### Study material
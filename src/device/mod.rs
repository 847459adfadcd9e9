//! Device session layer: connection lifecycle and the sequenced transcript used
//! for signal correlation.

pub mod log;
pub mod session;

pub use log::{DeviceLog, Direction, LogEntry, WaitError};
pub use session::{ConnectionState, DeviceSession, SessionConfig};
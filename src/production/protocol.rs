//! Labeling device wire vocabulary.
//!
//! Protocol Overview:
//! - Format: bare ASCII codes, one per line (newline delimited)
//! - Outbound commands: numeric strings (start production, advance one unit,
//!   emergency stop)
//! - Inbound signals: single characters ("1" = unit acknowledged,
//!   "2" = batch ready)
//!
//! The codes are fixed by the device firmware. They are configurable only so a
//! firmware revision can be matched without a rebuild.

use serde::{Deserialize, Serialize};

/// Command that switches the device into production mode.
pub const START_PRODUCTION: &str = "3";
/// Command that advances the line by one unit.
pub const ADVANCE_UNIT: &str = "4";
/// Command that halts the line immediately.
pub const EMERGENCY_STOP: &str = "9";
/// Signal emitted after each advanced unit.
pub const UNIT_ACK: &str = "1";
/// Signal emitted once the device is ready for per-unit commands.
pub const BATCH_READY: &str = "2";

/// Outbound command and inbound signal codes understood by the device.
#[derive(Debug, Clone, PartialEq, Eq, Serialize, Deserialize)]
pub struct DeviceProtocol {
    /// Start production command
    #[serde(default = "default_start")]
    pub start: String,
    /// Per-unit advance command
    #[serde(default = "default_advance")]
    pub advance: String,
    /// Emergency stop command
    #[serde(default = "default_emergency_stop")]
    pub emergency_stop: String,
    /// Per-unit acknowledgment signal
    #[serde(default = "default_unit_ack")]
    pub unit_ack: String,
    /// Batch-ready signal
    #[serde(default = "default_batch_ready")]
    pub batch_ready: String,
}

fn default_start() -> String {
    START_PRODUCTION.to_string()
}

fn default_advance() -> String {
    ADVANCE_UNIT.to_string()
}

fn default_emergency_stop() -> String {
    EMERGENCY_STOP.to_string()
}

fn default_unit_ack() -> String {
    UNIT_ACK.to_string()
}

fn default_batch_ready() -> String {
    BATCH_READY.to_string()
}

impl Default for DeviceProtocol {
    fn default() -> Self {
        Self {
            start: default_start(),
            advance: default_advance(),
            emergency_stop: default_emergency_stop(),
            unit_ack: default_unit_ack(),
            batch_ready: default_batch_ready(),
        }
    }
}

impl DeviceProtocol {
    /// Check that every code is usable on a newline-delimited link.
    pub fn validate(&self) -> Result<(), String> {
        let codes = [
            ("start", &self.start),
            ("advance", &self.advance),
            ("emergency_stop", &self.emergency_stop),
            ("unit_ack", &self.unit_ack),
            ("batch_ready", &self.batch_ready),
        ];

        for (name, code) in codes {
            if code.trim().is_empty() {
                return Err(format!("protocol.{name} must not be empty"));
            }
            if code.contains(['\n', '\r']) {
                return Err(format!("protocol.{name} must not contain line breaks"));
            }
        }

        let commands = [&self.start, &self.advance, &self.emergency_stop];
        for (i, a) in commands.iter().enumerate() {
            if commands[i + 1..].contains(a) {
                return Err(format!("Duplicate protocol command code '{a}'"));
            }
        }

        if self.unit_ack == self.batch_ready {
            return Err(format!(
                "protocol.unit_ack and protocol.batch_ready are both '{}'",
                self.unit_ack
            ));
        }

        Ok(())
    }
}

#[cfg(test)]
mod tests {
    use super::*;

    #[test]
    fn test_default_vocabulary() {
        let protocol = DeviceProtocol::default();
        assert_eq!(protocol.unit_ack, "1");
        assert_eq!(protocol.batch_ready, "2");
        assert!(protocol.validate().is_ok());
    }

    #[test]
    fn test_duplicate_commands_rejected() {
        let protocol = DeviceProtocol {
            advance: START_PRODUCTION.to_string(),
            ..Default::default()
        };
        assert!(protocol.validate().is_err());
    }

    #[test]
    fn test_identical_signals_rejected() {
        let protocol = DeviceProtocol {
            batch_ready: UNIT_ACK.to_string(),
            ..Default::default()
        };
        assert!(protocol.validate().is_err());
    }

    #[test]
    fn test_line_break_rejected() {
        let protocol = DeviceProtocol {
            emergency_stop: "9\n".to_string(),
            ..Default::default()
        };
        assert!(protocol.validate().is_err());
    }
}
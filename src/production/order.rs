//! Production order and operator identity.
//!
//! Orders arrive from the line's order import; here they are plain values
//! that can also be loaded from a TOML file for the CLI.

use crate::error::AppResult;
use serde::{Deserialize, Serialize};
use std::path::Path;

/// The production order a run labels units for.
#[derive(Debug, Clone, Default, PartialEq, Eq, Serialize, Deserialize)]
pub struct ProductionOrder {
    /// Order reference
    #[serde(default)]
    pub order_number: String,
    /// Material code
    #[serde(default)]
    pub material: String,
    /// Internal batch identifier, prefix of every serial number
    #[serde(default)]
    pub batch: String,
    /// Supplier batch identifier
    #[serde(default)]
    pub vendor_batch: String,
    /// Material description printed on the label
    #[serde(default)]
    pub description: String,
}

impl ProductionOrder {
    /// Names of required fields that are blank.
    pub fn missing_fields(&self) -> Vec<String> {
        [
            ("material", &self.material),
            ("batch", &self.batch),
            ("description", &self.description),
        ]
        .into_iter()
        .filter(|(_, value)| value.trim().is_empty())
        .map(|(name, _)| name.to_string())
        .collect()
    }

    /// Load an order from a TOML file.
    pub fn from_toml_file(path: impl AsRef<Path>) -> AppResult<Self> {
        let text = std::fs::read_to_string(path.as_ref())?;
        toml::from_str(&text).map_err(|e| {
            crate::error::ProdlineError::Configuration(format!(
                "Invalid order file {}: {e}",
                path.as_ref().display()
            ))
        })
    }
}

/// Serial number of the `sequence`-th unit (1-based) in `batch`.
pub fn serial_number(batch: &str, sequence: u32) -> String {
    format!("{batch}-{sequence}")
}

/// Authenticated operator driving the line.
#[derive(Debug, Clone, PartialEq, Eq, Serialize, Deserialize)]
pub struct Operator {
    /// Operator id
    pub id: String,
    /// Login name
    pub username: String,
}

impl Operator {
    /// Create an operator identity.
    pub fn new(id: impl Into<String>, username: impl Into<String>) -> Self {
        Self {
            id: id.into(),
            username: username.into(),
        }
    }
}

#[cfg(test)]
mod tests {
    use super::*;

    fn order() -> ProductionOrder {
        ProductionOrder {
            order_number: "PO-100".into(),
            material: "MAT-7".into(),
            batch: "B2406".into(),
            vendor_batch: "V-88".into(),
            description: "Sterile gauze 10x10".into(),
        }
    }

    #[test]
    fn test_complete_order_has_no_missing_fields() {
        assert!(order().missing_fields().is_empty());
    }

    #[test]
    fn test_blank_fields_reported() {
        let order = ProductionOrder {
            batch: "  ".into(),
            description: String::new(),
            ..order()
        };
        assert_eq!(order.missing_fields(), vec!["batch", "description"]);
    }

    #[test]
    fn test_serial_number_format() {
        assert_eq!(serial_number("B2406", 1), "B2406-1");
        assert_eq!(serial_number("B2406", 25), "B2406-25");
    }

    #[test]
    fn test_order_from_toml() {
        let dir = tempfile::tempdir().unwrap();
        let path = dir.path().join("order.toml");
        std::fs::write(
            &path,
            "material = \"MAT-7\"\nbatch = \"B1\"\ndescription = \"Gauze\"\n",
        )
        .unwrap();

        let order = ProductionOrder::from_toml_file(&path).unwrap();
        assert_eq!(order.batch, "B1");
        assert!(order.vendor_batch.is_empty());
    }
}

### Problem description
If a line in the material above holds "filename", copy it.

### Written solution
filename src/device/mod.rs
filename src/production/protocol.rs
filename src/production/order.rs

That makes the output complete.